#### [EXERCISE PROMPT]
Copy out each line of the listing that has the word "UPPERCASE" in it.
PROVIDED RECORDS Start Marker
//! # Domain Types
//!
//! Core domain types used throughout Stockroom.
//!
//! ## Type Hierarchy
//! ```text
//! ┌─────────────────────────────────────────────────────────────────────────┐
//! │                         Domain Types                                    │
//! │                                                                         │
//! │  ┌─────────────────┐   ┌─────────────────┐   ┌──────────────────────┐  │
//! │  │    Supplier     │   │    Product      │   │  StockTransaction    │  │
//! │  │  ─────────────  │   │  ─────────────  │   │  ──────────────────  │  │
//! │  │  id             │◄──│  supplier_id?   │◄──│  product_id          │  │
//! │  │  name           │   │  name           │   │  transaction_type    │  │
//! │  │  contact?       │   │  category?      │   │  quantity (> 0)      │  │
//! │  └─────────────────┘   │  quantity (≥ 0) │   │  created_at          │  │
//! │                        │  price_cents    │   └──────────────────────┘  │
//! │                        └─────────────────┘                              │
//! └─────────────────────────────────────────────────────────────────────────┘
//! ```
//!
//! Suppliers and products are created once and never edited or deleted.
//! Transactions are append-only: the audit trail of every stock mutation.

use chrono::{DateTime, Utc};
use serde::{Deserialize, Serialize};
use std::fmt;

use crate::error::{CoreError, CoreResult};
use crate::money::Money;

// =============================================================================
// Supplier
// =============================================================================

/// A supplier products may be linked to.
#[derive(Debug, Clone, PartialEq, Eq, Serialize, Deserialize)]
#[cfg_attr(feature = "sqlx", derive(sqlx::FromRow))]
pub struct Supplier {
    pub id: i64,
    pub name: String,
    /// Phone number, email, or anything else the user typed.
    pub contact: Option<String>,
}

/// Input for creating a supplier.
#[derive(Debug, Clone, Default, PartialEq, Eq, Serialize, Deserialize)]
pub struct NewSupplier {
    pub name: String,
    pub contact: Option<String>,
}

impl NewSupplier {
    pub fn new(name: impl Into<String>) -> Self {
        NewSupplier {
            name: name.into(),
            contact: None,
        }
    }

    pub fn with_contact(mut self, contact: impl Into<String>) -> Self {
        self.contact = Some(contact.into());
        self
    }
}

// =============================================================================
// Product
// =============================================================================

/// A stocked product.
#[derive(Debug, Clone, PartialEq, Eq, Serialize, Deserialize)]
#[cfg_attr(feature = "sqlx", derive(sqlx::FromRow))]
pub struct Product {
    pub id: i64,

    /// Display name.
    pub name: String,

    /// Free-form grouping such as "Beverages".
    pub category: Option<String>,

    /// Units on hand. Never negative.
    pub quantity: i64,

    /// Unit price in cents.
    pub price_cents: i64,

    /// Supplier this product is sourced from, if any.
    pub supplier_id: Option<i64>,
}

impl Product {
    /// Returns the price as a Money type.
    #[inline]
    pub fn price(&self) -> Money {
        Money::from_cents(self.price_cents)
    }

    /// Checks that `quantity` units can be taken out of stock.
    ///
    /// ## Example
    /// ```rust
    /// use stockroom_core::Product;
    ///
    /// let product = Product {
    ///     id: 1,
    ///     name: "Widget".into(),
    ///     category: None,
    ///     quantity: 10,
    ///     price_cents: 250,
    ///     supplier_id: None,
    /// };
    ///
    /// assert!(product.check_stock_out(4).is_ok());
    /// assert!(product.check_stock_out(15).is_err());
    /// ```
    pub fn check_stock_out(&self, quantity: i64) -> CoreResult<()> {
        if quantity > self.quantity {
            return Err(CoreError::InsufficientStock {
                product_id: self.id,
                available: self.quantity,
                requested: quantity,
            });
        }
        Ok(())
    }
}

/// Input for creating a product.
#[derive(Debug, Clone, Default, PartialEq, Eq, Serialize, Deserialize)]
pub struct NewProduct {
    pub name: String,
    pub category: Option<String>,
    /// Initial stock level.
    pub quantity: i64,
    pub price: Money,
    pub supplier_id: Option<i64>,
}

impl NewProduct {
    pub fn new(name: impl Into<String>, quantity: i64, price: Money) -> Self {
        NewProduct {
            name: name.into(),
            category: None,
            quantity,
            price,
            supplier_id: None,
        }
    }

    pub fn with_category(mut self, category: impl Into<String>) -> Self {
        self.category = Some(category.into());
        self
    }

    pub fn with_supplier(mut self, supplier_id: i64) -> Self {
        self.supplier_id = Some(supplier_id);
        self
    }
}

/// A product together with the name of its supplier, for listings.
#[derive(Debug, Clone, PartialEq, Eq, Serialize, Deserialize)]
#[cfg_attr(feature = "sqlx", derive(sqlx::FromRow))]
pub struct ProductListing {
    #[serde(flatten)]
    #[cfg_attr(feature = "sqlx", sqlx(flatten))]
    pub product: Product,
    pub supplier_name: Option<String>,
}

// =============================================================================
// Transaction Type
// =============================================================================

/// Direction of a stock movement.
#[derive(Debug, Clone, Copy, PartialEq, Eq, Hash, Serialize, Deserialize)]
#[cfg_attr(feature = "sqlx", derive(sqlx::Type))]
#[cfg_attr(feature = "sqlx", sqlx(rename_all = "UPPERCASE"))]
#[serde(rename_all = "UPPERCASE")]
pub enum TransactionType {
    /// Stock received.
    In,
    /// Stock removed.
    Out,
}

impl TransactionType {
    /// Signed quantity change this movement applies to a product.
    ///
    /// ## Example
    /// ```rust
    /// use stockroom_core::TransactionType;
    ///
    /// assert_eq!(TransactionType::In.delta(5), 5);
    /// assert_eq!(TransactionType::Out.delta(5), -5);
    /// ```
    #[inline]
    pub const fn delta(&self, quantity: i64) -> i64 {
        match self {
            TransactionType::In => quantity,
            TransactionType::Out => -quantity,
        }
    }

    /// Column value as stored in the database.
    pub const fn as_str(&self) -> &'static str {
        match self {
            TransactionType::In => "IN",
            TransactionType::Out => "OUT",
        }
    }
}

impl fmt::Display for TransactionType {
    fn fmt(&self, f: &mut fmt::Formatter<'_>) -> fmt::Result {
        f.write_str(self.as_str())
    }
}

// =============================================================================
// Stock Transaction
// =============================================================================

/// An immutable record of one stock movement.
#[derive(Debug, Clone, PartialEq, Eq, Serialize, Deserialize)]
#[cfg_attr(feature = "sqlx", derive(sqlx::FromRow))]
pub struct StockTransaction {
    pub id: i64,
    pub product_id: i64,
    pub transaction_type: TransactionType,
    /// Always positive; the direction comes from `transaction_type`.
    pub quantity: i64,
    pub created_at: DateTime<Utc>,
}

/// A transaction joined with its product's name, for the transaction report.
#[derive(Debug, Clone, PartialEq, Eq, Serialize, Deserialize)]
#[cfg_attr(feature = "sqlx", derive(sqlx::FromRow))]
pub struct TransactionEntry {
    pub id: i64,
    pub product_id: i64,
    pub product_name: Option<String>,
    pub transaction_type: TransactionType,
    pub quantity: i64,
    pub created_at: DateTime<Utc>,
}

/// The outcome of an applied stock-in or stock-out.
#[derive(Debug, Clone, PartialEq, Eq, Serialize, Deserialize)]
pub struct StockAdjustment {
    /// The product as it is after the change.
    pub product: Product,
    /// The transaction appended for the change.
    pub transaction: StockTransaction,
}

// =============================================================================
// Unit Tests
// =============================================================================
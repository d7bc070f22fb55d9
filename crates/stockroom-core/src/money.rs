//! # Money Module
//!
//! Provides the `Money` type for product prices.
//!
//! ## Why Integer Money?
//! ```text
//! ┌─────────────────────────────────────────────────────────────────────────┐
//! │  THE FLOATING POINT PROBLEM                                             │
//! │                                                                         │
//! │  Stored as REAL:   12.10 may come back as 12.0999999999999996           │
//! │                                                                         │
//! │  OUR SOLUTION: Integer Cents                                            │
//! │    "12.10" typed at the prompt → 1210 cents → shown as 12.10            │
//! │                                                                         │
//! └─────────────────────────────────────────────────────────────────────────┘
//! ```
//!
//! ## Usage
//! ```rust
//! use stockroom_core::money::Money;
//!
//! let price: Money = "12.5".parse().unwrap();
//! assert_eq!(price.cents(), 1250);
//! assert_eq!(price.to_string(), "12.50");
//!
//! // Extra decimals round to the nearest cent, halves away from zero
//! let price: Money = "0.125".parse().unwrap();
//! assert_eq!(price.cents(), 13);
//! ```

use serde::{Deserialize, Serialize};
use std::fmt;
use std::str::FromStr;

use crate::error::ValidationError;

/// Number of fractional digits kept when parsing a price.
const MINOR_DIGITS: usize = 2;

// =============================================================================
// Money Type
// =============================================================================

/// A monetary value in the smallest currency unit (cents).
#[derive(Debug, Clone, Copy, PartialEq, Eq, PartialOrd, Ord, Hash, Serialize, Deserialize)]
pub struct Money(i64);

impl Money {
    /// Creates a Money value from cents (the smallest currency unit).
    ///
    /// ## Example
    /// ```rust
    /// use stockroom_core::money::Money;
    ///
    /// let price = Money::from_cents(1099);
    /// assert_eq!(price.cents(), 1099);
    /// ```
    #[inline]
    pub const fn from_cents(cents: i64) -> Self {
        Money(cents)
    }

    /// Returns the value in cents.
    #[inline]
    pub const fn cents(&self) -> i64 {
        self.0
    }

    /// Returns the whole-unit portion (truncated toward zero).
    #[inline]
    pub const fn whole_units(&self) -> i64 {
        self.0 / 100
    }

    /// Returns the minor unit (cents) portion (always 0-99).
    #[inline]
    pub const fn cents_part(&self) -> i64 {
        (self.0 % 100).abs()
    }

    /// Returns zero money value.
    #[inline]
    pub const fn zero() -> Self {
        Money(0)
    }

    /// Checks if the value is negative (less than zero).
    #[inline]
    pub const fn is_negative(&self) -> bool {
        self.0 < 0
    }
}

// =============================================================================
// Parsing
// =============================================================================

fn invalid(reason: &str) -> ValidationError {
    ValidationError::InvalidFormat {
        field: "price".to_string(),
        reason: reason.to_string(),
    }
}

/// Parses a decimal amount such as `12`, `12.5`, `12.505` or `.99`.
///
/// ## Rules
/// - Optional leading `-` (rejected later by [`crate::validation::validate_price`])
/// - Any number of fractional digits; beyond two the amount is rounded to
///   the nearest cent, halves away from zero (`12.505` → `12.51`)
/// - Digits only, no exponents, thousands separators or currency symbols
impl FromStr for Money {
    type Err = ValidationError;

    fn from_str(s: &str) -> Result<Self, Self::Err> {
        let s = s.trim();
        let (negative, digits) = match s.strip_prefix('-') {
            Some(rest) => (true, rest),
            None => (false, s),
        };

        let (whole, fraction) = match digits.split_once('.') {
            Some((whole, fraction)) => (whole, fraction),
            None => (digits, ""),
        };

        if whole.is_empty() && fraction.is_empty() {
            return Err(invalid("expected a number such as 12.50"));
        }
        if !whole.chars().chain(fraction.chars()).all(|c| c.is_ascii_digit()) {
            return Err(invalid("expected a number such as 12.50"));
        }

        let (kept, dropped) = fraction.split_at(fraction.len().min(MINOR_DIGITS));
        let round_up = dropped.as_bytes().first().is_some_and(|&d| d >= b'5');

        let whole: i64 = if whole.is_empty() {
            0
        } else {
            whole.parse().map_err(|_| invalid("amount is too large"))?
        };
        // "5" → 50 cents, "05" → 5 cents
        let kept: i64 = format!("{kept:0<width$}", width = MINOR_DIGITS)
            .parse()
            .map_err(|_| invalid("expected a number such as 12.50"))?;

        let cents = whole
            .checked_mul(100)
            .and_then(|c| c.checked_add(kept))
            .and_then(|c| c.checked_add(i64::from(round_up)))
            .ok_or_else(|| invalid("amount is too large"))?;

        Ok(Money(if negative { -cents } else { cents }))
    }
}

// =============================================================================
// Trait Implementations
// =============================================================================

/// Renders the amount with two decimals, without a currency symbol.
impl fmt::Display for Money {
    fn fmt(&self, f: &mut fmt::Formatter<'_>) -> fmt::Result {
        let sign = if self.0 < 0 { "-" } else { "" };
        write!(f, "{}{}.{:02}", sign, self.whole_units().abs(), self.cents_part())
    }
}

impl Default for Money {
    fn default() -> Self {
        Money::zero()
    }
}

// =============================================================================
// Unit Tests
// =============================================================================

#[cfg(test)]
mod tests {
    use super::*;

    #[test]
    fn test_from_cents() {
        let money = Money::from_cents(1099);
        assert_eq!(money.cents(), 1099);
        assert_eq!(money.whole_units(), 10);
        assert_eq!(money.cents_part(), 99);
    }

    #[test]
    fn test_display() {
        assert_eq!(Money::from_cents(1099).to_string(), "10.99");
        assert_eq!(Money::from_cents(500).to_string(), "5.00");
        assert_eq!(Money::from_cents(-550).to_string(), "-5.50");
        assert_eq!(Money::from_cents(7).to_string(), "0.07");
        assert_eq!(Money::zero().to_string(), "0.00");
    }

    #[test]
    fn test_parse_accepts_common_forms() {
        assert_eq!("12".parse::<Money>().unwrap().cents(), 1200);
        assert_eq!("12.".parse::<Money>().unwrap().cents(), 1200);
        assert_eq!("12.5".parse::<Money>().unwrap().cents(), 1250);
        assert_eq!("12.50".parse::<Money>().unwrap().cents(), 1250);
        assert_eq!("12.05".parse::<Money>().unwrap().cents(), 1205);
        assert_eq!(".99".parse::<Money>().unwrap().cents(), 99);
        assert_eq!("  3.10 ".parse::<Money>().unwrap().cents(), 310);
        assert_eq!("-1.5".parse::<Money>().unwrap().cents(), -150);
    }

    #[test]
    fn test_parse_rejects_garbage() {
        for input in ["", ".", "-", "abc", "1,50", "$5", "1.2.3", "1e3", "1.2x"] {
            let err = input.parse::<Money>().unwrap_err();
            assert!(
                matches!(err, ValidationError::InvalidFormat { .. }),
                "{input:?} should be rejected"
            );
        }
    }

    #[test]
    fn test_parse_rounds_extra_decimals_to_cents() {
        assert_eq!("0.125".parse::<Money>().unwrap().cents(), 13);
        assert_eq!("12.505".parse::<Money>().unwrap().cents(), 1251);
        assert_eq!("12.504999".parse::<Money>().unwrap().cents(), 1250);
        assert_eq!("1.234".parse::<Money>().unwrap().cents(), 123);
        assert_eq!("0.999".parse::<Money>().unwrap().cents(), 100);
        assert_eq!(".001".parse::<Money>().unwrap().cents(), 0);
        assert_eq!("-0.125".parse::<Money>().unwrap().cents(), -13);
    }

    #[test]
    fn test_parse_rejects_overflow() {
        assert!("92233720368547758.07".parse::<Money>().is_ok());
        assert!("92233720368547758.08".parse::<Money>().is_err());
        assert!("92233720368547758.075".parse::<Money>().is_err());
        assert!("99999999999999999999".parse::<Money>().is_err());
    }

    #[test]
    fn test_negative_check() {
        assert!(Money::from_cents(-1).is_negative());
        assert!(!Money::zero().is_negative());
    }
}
PROVIDED RECORDS End Marker
#### [FINISHED TASK]
#[cfg_attr(feature = "sqlx", sqlx(rename_all = "UPPERCASE"))]
#[serde(rename_all = "UPPERCASE")]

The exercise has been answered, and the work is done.